--- START ---
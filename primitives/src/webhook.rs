use serde::{Deserialize, Serialize};

/// An endpoint registered to receive POST requests for webhook events.
#[derive(Debug, Clone, Default, PartialEq, Eq, Serialize, Deserialize)]
#[serde(default)]
pub struct Webhook {
    pub id: String,
    pub url: String,
}

/// The kinds of events a webhook can subscribe to.
#[derive(Debug, Copy, Clone, PartialEq, Eq, Serialize, Deserialize)]
pub enum WebhookEventType {
    /// Fires when a new transaction touches an address, then again for each
    /// confirmation up to the requested count.
    #[serde(rename = "address-transaction")]
    AddressTransaction,
}

impl WebhookEventType {
    pub fn as_str(&self) -> &'static str {
        match self {
            WebhookEventType::AddressTransaction => "address-transaction",
        }
    }
}

/// A subscription that makes the associated webhook receive POST requests.
#[derive(Debug, Clone, Default, PartialEq, Eq, Serialize, Deserialize)]
#[serde(default)]
pub struct WebhookEvent {
    pub id: String,
    pub webhook_id: String,
    pub event: String,
    pub block_chain: String,
    pub address: String,
    pub confirmations: i64,
}

#[cfg(test)]
mod tests {
    use super::*;

    #[test]
    fn event_type_uses_dashed_name() {
        let json = serde_json::to_string(&WebhookEventType::AddressTransaction).unwrap();
        assert_eq!(json, "\"address-transaction\"");
    }

    #[test]
    fn decodes_webhook_event() {
        let json = r#"{
            "id": "WE1",
            "webhook_id": "FFA21991F",
            "event": "address-transaction",
            "block_chain": "bitcoin",
            "address": "17x23dNjXJLzGMev6R63uyRhMWP1VHawKc",
            "confirmations": 1
        }"#;
        let event: WebhookEvent = serde_json::from_str(json).unwrap();
        assert_eq!(event.webhook_id, "FFA21991F");
        assert_eq!(event.event, WebhookEventType::AddressTransaction.as_str());
    }
}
--- END ---
Exercise requirements
Every line of the material needs to be returned exactly.

Your solution
filename primitives/src/webhook.rs
use serde::{Deserialize, Serialize};

/// An endpoint registered to receive POST requests for webhook events.
#[derive(Debug, Clone, Default, PartialEq, Eq, Serialize, Deserialize)]
#[serde(default)]
pub struct Webhook {
    pub id: String,
    pub url: String,
}

/// The kinds of events a webhook can subscribe to.
#[derive(Debug, Copy, Clone, PartialEq, Eq, Serialize, Deserialize)]
pub enum WebhookEventType {
    /// Fires when a new transaction touches an address, then again for each
    /// confirmation up to the requested count.
    #[serde(rename = "address-transaction")]
    AddressTransaction,
}

impl WebhookEventType {
    pub fn as_str(&self) -> &'static str {
        match self {
            WebhookEventType::AddressTransaction => "address-transaction",
        }
    }
}

/// A subscription that makes the associated webhook receive POST requests.
#[derive(Debug, Clone, Default, PartialEq, Eq, Serialize, Deserialize)]
#[serde(default)]
pub struct WebhookEvent {
    pub id: String,
    pub webhook_id: String,
    pub event: String,
    pub block_chain: String,
    pub address: String,
    pub confirmations: i64,
}

#[cfg(test)]
mod tests {
    use super::*;

    #[test]
    fn event_type_uses_dashed_name() {
        let json = serde_json::to_string(&WebhookEventType::AddressTransaction).unwrap();
        assert_eq!(json, "\"address-transaction\"");
    }

    #[test]
    fn decodes_webhook_event() {
        let json = r#"{
            "id": "WE1",
            "webhook_id": "FFA21991F",
            "event": "address-transaction",
            "block_chain": "bitcoin",
            "address": "17x23dNjXJLzGMev6R63uyRhMWP1VHawKc",
            "confirmations": 1
        }"#;
        let event: WebhookEvent = serde_json::from_str(json).unwrap();
        assert_eq!(event.webhook_id, "FFA21991F");
        assert_eq!(event.event, WebhookEventType::AddressTransaction.as_str());
    }
}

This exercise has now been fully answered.